= Assignment =
Copy, from the material below, each line that contains the word "bound".
--- Data for the task ---
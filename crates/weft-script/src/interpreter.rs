use crate::builtins::FunctionTable;

#[derive(Debug, Clone, Copy, PartialEq, Eq)]
pub struct InterpreterOptions {
  /// Fail on unrecognized expression/statement kinds. When off they
  /// evaluate to `undefined` and execute as no-ops.
  pub strict_kinds: bool,
}

impl Default for InterpreterOptions {
  fn default() -> Self {
    Self { strict_kinds: true }
  }
}

/// The tree-walking interpreter.
///
/// Holds only immutable configuration (the bound function table and
/// options); all per-call state lives in the
/// [`ExecutionContext`](crate::ExecutionContext) passed to each method, so a
/// single interpreter can serve concurrent invocations.
#[derive(Debug, Clone)]
pub struct Interpreter {
  pub(crate) functions: FunctionTable,
  pub(crate) options: InterpreterOptions,
}

impl Default for Interpreter {
  fn default() -> Self {
    Self::new()
  }
}

impl Interpreter {
  /// An interpreter with the standard functions and strict kinds.
  pub fn new() -> Self {
    Self {
      functions: FunctionTable::with_builtins(),
      options: InterpreterOptions::default(),
    }
  }

  pub fn with_functions(mut self, functions: FunctionTable) -> Self {
    self.functions = functions;
    self
  }

  pub fn with_options(mut self, options: InterpreterOptions) -> Self {
    self.options = options;
    self
  }

  pub fn functions(&self) -> &FunctionTable {
    &self.functions
  }

  pub fn functions_mut(&mut self) -> &mut FunctionTable {
    &mut self.functions
  }

  pub fn options(&self) -> InterpreterOptions {
    self.options
  }
}
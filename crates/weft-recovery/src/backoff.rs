//! Exponential backoff between retry attempts.

use std::time::Duration;

use rand::Rng;
use weft_config::ErrorRecoveryStrategy;

/// Upper bound of the random jitter, as a fraction of the computed delay.
pub const JITTER_RATIO: f64 = 0.1;

/// Delay schedule for the retry strategy.
///
/// The wait before attempt `n` (1-based) is
/// `min(initial * multiplier^(n-1) + jitter, max)`, with `jitter` drawn
/// uniformly from `[0, JITTER_RATIO * base)`. The first attempt runs
/// immediately.
#[derive(Debug, Clone, Copy, PartialEq)]
pub struct BackoffPolicy {
  pub initial_delay_ms: u64,
  pub multiplier: f64,
  pub max_delay_ms: u64,
}

impl BackoffPolicy {
  pub fn from_strategy(strategy: &ErrorRecoveryStrategy) -> Self {
    Self {
      initial_delay_ms: strategy.effective_retry_delay_ms(),
      multiplier: strategy.effective_backoff_multiplier(),
      max_delay_ms: strategy.effective_max_retry_delay_ms(),
    }
  }

  /// Delay before `attempt` without jitter, in milliseconds.
  pub fn base_delay_ms(&self, attempt: u32) -> f64 {
    if attempt <= 1 {
      return 0.0;
    }
    let exponent = i32::try_from(attempt - 1).unwrap_or(i32::MAX);
    self.initial_delay_ms as f64 * self.multiplier.powi(exponent)
  }

  /// Delay before `attempt` with `jitter` in `[0, 1)` selecting a point in
  /// the jitter range. Rounded to whole milliseconds.
  pub fn delay_with_jitter(&self, attempt: u32, jitter: f64) -> Duration {
    let base = self.base_delay_ms(attempt);
    let jitter = jitter.clamp(0.0, 1.0) * JITTER_RATIO * base;
    let capped = (base + jitter).min(self.max_delay_ms as f64);
    Duration::from_millis(capped.round() as u64)
  }

  /// Delay before `attempt` with random jitter.
  pub fn delay_for_attempt(&self, attempt: u32) -> Duration {
    let jitter = rand::thread_rng().gen_range(0.0..1.0);
    self.delay_with_jitter(attempt, jitter)
  }

  /// Delay before `attempt`, never shorter than the `previous` wait.
  ///
  /// Jitter alone could otherwise shrink a delay below its predecessor when
  /// the multiplier is close to one.
  pub fn next_delay(&self, attempt: u32, previous: Duration) -> Duration {
    self.delay_for_attempt(attempt).max(previous)
  }
}

#[cfg(test)]
mod tests {
  use super::*;

  fn policy(initial: u64, multiplier: f64, max: u64) -> BackoffPolicy {
    BackoffPolicy {
      initial_delay_ms: initial,
      multiplier,
      max_delay_ms: max,
    }
  }

  #[test]
  fn test_first_attempt_is_immediate() {
    let p = policy(1000, 2.0, 30_000);
    assert_eq!(p.delay_with_jitter(1, 0.9), Duration::ZERO);
    assert_eq!(p.delay_for_attempt(1), Duration::ZERO);
  }

  #[test]
  fn test_exponential_growth() {
    let p = policy(1000, 2.0, 30_000);
    assert_eq!(p.delay_with_jitter(2, 0.0), Duration::from_millis(2000));
    assert_eq!(p.delay_with_jitter(3, 0.0), Duration::from_millis(4000));
    assert_eq!(p.delay_with_jitter(4, 0.0), Duration::from_millis(8000));
    assert_eq!(p.delay_with_jitter(3, 0.5), Duration::from_millis(4200));
  }

  #[test]
  fn test_delay_is_capped() {
    let p = policy(1000, 3.0, 5000);
    for attempt in 1..20 {
      assert!(p.delay_with_jitter(attempt, 0.999) <= Duration::from_millis(5000));
      assert!(p.delay_for_attempt(attempt) <= Duration::from_millis(5000));
    }
    assert_eq!(p.delay_with_jitter(10, 0.0), Duration::from_millis(5000));
  }

  #[test]
  fn test_random_jitter_stays_in_range() {
    let p = policy(1000, 2.0, 30_000);
    for _ in 0..100 {
      let delay = p.delay_for_attempt(2);
      assert!(delay >= Duration::from_millis(2000));
      assert!(delay <= Duration::from_millis(2200));
    }
  }

  #[test]
  fn test_non_decreasing_schedule() {
    for multiplier in [1.01, 1.5, 2.0, 4.0] {
      let p = policy(100, multiplier, 10_000);
      let mut previous = Duration::ZERO;
      for attempt in 1..30 {
        let delay = p.next_delay(attempt, previous);
        assert!(delay >= previous, "multiplier {} attempt {}", multiplier, attempt);
        assert!(delay <= Duration::from_millis(10_000));
        previous = delay;
      }
    }
  }

  #[test]
  fn test_from_strategy_uses_effective_values() {
    let strategy = ErrorRecoveryStrategy::retry(5)
      .with_retry_delay_ms(250)
      .with_backoff_multiplier(1.5);
    let p = BackoffPolicy::from_strategy(&strategy);
    assert_eq!(p, policy(250, 1.5, 30_000));
  }
}
//! Pin Store - host identity to accepted fingerprint sets
//!
//! The store is built once at startup from validated configuration and is
//! immutable afterwards, so concurrent readers need no synchronization.
//! Lookups are exact host-name matches only: no wildcard or subdomain
//! broadening, and a host absent from the store is "unconfigured", never
//! "trust everything".

use crate::pinning::fingerprint::Fingerprint;
use std::collections::{HashMap, HashSet};
use thiserror::Error;

/// Pin store construction errors
#[derive(Debug, Error)]
pub enum StoreError {
    #[error("pin set for host {0} is empty")]
    EmptyPinSet(String),

    #[error("host {0} is pinned more than once")]
    DuplicateHost(String),
}

/// A host with its accepted public-key fingerprints
///
/// Multiple fingerprints express backup/rotation pins: a presented key
/// matching any one of them is sufficient.
#[derive(Debug, Clone)]
pub struct PinnedHost {
    host: String,
    accepted_fingerprints: HashSet<Fingerprint>,
}

impl PinnedHost {
    /// Create a pinned host entry; the fingerprint set must be non-empty
    pub fn new(
        host: impl Into<String>,
        fingerprints: impl IntoIterator<Item = Fingerprint>,
    ) -> Result<Self, StoreError> {
        let host = host.into();
        let accepted_fingerprints: HashSet<Fingerprint> = fingerprints.into_iter().collect();

        if accepted_fingerprints.is_empty() {
            return Err(StoreError::EmptyPinSet(host));
        }

        Ok(Self {
            host,
            accepted_fingerprints,
        })
    }

    /// Pinned host name
    pub fn host(&self) -> &str {
        &self.host
    }

    /// Whether the fingerprint is a member of the accepted set
    pub fn accepts(&self, fingerprint: &Fingerprint) -> bool {
        self.accepted_fingerprints.contains(fingerprint)
    }

    /// Number of accepted fingerprints
    pub fn pin_count(&self) -> usize {
        self.accepted_fingerprints.len()
    }
}

/// Read-only-after-init table of pinned hosts
#[derive(Debug, Default)]
pub struct PinStore {
    hosts: HashMap<String, PinnedHost>,
}

impl PinStore {
    /// Build a store from validated entries
    pub fn from_entries(entries: Vec<PinnedHost>) -> Result<Self, StoreError> {
        let mut hosts = HashMap::with_capacity(entries.len());

        for entry in entries {
            if hosts.contains_key(entry.host()) {
                return Err(StoreError::DuplicateHost(entry.host().to_string()));
            }
            hosts.insert(entry.host().to_string(), entry);
        }

        Ok(Self { hosts })
    }

    /// Look up a host by exact name match
    pub fn lookup(&self, host: &str) -> Option<&PinnedHost> {
        self.hosts.get(host)
    }

    /// Number of pinned hosts
    pub fn len(&self) -> usize {
        self.hosts.len()
    }

    /// Whether the store has no entries
    pub fn is_empty(&self) -> bool {
        self.hosts.is_empty()
    }
}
---
= Response =
/// Holds only immutable configuration (the bound function table and
/// Upper bound of the random jitter, as a fraction of the computed delay.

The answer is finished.